Abstract “Carbon neutrality” refers to the total amount of carbon dioxide or greenhouse gas emissions directly or indirectly produced by a country, business, product, activity or individual over a period of time. Through afforestation, energy saving and emission reduction, etc., to offset the carbon dioxide or greenhouse gas emissions generated by itself, to achieve positive and negative offset, to achieve relative “zero emissions”, which belongs to the same term as “carbon peaking” in energy saving and emission reduction. “Carbon” means carbon dioxide, and “neutralization” means a positive and negative balance. The carbon dioxide or greenhouse gas emitted is offset by afforestation, energy saving and emission reduction, which is called “carbon neutrality”. Goal decomposition is the process of gradually completing the overall goal according to multiple fields to form a goal system. Target decomposition should be carried out according to the principle of integration and integration. That is, the overall goal is decomposed into sub-goals of different levels and departments, and the synthesis of each sub-goal reflects the overall goal and ensures the realization of the overall goal. This paper aims to study the decomposition of building carbon neutrality goals to sustainable energy development strategies, combining energy conservation and emission reduction with the building industry to reduce environmental pollution and energy waste.
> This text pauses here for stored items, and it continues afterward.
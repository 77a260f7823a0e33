//! `OpenAI` client configuration.

use std::time::Duration;

use toolloop::ReasoningEffort;

/// Default model for sessions.
pub const DEFAULT_MODEL: &str = "gpt-5-mini";

/// Default API base URL.
pub const DEFAULT_BASE_URL: &str = "https://api.openai.com/v1";

/// Configuration for the `OpenAI` Responses API client.
///
/// Use struct update syntax with [`Default`] for ergonomic construction:
///
/// ```rust
/// use toolloop_openai::OpenAiConfig;
///
/// let config = OpenAiConfig {
///     api_key: "sk-...".into(),
///     model: "gpt-5".into(),
///     ..Default::default()
/// };
/// ```
#[derive(Clone)]
pub struct OpenAiConfig {
    /// `OpenAI` API key. Required.
    pub api_key: String,
    /// Model identifier (e.g. `"gpt-5-mini"`, `"gpt-5"`).
    pub model: String,
    /// Base URL for the API. Override for proxies or local mock servers.
    pub base_url: String,
    /// Optional organization ID for API requests.
    pub organization: Option<String>,
    /// Request timeout. `None` uses reqwest's default.
    pub timeout: Option<Duration>,
    /// Pre-configured HTTP client for connection pooling.
    /// When `None`, a new client is created.
    pub client: Option<reqwest::Client>,
    /// Reasoning effort for requests whose generation config leaves it
    /// unset.
    pub reasoning_effort: Option<ReasoningEffort>,
    /// Whether the server keeps responses. `None` leaves the API default.
    ///
    /// With `Some(false)` every request also asks for
    /// `reasoning.encrypted_content`, since resent reasoning items cannot
    /// be resolved by id when nothing was stored.
    pub store: Option<bool>,
}

impl OpenAiConfig {
    /// Extra output the API should include with each response.
    pub(crate) fn include(&self) -> Vec<&'static str> {
        if self.store == Some(false) {
            vec!["reasoning.encrypted_content"]
        } else {
            Vec::new()
        }
    }
}

impl std::fmt::Debug for OpenAiConfig {
    fn fmt(&self, f: &mut std::fmt::Formatter<'_>) -> std::fmt::Result {
        f.debug_struct("OpenAiConfig")
            .field("api_key", &"[REDACTED]")
            .field("model", &self.model)
            .field("base_url", &self.base_url)
            .field("organization", &self.organization)
            .field("timeout", &self.timeout)
            .field("client", &self.client.as_ref().map(|_| "..."))
            .field("reasoning_effort", &self.reasoning_effort)
            .field("store", &self.store)
            .finish()
    }
}

impl Default for OpenAiConfig {
    fn default() -> Self {
        Self {
            api_key: String::new(),
            model: DEFAULT_MODEL.into(),
            base_url: DEFAULT_BASE_URL.into(),
            organization: None,
            timeout: None,
            client: None,
            reasoning_effort: None,
            store: None,
        }
    }
}

#[cfg(test)]
mod tests {
    use super::*;

    #[test]
    fn test_default_config() {
        let config = OpenAiConfig::default();
        assert_eq!(config.model, "gpt-5-mini");
        assert_eq!(config.base_url, "https://api.openai.com/v1");
        assert!(config.api_key.is_empty());
        assert!(config.organization.is_none());
        assert!(config.timeout.is_none());
        assert!(config.client.is_none());
        assert!(config.reasoning_effort.is_none());
        assert!(config.store.is_none());
        assert!(config.include().is_empty());
    }

    #[test]
    fn test_stateless_requests_include_encrypted_reasoning() {
        let stored = OpenAiConfig {
            store: Some(true),
            ..Default::default()
        };
        assert!(stored.include().is_empty());

        let stateless = OpenAiConfig {
            store: Some(false),
            ..Default::default()
        };
        assert_eq!(stateless.include(), ["reasoning.encrypted_content"]);
    }

    #[test]
    fn test_debug_redacts_api_key() {
        let config = OpenAiConfig {
            api_key: "sk-super-secret".into(),
            ..Default::default()
        };
        let debug_output = format!("{config:?}");
        assert!(!debug_output.contains("sk-super-secret"));
        assert!(debug_output.contains("[REDACTED]"));
    }
}
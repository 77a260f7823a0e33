//! Append-only conversation log.

use serde::Serialize;

use crate::chat::{Message, ToolInvocation, ToolResult};

/// The ordered message log of one session.
///
/// Entries are only ever appended: nothing is removed, reordered, or
/// mutated once it is in the log, so the length never decreases. Mutation
/// goes through [`commit`](Self::commit), which appends a whole batch at
/// once; the orchestration loop commits each round as a single batch so a
/// cancelled round leaves no trace.
#[derive(Debug, Clone, Default, PartialEq, Eq, Serialize)]
pub struct ConversationState {
    messages: Vec<Message>,
}

impl ConversationState {
    /// An empty log.
    pub fn new() -> Self {
        Self::default()
    }

    /// A log seeded with a system message and the user request.
    pub fn seeded(system: impl Into<String>, user: impl Into<String>) -> Self {
        Self {
            messages: vec![Message::system(system), Message::user(user)],
        }
    }

    /// Appends a batch of entries.
    pub fn commit(&mut self, batch: impl IntoIterator<Item = Message>) {
        self.messages.extend(batch);
    }

    /// All entries, oldest first.
    pub fn messages(&self) -> &[Message] {
        &self.messages
    }

    /// Number of entries.
    pub fn len(&self) -> usize {
        self.messages.len()
    }

    /// Whether the log is empty.
    pub fn is_empty(&self) -> bool {
        self.messages.is_empty()
    }

    /// Every tool invocation in the log, in order.
    pub fn tool_invocations(&self) -> impl Iterator<Item = &ToolInvocation> {
        self.messages.iter().filter_map(Message::as_tool_invocation)
    }

    /// Every tool result in the log, in order.
    pub fn tool_results(&self) -> impl Iterator<Item = &ToolResult> {
        self.messages.iter().filter_map(Message::as_tool_result)
    }

    /// Whether a correlation id has already been used in this log.
    pub fn has_correlation_id(&self, correlation_id: &str) -> bool {
        self.tool_invocations()
            .any(|call| call.correlation_id == correlation_id)
    }
}

#[cfg(test)]
mod tests {
    use super::*;
    use crate::chat::{CallKind, OutputItem, Role};

    #[test]
    fn test_seeded_order() {
        let state = ConversationState::seeded("be brief", "list my threads");
        assert_eq!(state.len(), 2);
        assert_eq!(state.messages()[0].role, Role::System);
        assert_eq!(state.messages()[1].text(), Some("list my threads"));
    }

    #[test]
    fn test_commit_appends_in_order() {
        let mut state = ConversationState::seeded("s", "u");
        state.commit([
            Message::output(OutputItem::ToolInvocation(ToolInvocation::function(
                "call_1", "lookup", "{}",
            ))),
            Message::tool_result(ToolResult {
                correlation_id: "call_1".into(),
                tool_name: "lookup".into(),
                kind: CallKind::Function,
                payload: "1".into(),
                is_error: false,
            }),
        ]);
        assert_eq!(state.len(), 4);
        assert_eq!(state.tool_invocations().count(), 1);
        assert_eq!(state.tool_results().next().unwrap().correlation_id, "call_1");
        assert!(state.has_correlation_id("call_1"));
        assert!(!state.has_correlation_id("call_2"));
    }

    #[test]
    fn test_empty_commit_is_noop() {
        let mut state = ConversationState::new();
        state.commit(Vec::new());
        assert!(state.is_empty());
    }
}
Based on the theory of sustainable development, combined with the development characteristics of China’s new energy industry, this paper makes a theoretical analysis of the sustainable development of the new energy industry from the three systems of economy, society and ecology. Using the new growth theory and the dissipative structure theory, the restricting effect of the depletion of basic energy on economic development and the influence on the alternation of industrial structure are discussed. The experimental results of this paper show that the building energy consumption intensity will reach 1.43tC/10,000 yuan, 1.25tC/10,000 yuan in the ideal scenario, and 1.1tC/10,000 yuan in the low-carbon scenario.